• [Exercise prompt]
Which lines of the entries below hold the word "handler"? Report each of them.

Collected data entries
[Start of section]

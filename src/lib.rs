#![cfg_attr(not(test), no_std)]

//! Interrupt-driven decoder for DHT/RHT03 single-wire humidity and
//! temperature sensors.
//!
//! The sensor answers a start pulse with 42 falling edges. The spacing between
//! two falling edges encodes one bit, so the driver only needs a timestamp per
//! edge: the interrupt handler feeds [`Capture::on_falling_edge`], and
//! [`DHTSensor::read`] waits for the capture to complete.
//!
//! ```ignore
//! static CAPTURE: Capture = Capture::new();
//!
//! // GPIO interrupt handler
//! fn on_gpio() {
//!     CAPTURE.on_falling_edge_now();
//! }
//!
//! let mut sensor = DHTSensor::new(out, input, delay, &CAPTURE, Config::rht03())?;
//! loop {
//!     if let Ok(reading) = sensor.read().await {
//!         info!("{} C, {} %", reading.temperature, reading.humidity);
//!     }
//!     Timer::after(Duration::from_secs(5)).await;
//! }
//! ```

#[macro_use]
mod fmt;

mod capture;
mod config;
mod dht;
mod line;
mod packet;

use core::fmt::{Debug, Display, Formatter};

pub use capture::Capture;
pub use config::Config;
pub use dht::DHTSensor;
pub use line::{EdgeInput, Pull};
pub use packet::{ChecksumMismatch, Packet};

/// Errors reported by [`DHTSensor`].
#[derive(Debug, Clone, PartialEq, Eq)]
#[cfg_attr(feature = "defmt", derive(defmt::Format))]
pub enum DHTSensorError<E> {
    /// The output and input halves of the bus are not the same node.
    Wiring,
    /// The sensor did not finish the transfer in time.
    Timeout,
    /// The received checksum does not match the data bytes.
    ChecksumError { expected: u8, actual: u8 },
    /// The capture record is leased by another sensor.
    CaptureInUse,
    /// Error reported by the pin driver.
    Pin(E),
}

impl<E> From<E> for DHTSensorError<E> {
    fn from(err: E) -> Self {
        DHTSensorError::Pin(err)
    }
}

impl<E: Debug> Display for DHTSensorError<E> {
    fn fmt(&self, f: &mut Formatter<'_>) -> core::fmt::Result {
        match self {
            DHTSensorError::Wiring => write!(f, "DHT sensor pins are not connected together"),
            DHTSensorError::Timeout => write!(f, "DHT sensor data timeout"),
            DHTSensorError::ChecksumError { expected, actual } => write!(
                f,
                "DHT sensor data has invalid checksum (expected {expected:#04x}, got {actual:#04x})"
            ),
            DHTSensorError::CaptureInUse => write!(f, "capture is already bound to a sensor"),
            DHTSensorError::Pin(err) => write!(f, "pin error: {err:?}"),
        }
    }
}

impl<E: Debug> core::error::Error for DHTSensorError<E> {}

/// A converted measurement.
#[derive(Clone, Copy, Debug, PartialEq)]
#[cfg_attr(feature = "defmt", derive(defmt::Format))]
pub struct Reading {
    /// Relative humidity in percent.
    pub humidity: f32,
    /// Temperature in degrees Celsius.
    pub temperature: f32,
}

impl Reading {
    /// Converts the four data bytes of a validated packet.
    pub fn from_bytes(data: &[u8; 4]) -> Self {
        Reading {
            humidity: humidity(data),
            temperature: temperature(data),
        }
    }

    /// Temperature in degrees Fahrenheit, derived from [`temperature`](Self::temperature).
    pub fn fahrenheit(&self) -> f32 {
        self.temperature * 1.8 + 32.0
    }
}

fn humidity(data: &[u8; 4]) -> f32 {
    ((u16::from(data[0]) << 8) | u16::from(data[1])) as f32 / 10.0
}

// Sign-magnitude: the MSB of byte 2 flags a negative value.
fn temperature(data: &[u8; 4]) -> f32 {
    let temp = ((u16::from(data[2] & 0x7F) << 8) | u16::from(data[3])) as f32 / 10.0;
    if data[2] & 0x80 != 0 {
        -temp
    } else {
        temp
    }
}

[End of section]

• [Response to the exercise]
//! edge: the interrupt handler feeds [`Capture::on_falling_edge`], and
//! // GPIO interrupt handler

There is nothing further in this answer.